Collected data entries

+===+

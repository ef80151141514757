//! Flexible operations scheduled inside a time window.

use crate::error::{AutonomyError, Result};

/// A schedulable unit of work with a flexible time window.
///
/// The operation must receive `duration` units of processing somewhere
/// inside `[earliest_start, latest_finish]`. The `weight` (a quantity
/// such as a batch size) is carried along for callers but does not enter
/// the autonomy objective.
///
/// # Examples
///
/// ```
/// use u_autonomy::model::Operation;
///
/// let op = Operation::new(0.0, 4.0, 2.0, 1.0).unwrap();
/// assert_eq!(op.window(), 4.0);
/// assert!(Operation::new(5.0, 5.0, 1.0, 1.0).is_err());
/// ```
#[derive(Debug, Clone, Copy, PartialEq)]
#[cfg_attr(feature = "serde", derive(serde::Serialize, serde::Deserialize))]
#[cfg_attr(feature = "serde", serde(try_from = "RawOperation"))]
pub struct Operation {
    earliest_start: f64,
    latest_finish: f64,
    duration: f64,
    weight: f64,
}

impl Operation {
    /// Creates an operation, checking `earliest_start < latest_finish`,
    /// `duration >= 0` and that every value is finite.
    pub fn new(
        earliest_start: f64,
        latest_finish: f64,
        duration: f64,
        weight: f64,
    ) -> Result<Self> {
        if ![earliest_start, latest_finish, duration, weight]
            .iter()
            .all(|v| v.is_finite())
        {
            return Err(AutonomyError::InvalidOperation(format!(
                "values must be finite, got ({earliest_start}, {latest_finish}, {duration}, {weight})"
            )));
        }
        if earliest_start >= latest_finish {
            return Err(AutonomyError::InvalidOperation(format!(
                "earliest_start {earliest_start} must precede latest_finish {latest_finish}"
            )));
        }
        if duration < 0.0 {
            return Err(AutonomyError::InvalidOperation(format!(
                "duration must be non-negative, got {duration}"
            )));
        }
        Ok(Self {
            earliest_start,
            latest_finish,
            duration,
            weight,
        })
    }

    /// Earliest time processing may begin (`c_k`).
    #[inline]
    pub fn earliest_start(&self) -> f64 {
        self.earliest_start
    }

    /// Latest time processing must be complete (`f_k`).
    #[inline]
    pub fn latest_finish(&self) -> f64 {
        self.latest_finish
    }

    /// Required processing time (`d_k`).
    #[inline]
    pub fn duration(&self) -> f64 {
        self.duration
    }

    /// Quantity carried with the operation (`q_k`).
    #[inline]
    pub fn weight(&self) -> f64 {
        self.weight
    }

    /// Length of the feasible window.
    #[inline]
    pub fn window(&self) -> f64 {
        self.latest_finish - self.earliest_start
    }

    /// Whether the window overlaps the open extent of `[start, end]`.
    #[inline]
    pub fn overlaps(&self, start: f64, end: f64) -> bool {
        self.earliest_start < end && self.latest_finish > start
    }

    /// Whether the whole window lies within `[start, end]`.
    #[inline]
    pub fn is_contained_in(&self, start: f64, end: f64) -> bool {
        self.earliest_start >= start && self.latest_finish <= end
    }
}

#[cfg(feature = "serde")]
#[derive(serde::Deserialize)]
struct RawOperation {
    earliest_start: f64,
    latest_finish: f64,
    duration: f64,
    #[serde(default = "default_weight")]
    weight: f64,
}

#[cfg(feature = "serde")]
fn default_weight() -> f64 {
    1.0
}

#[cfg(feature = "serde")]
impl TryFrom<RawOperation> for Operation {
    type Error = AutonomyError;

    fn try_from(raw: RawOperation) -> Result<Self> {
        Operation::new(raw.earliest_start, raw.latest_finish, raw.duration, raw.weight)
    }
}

+===+

▸ Problem details
Show the lines of the records that include the string "inside".

▸ Answer to this task
//! Flexible operations scheduled inside a time window.
/// inside `[earliest_start, latest_finish]`. The `weight` (a quantity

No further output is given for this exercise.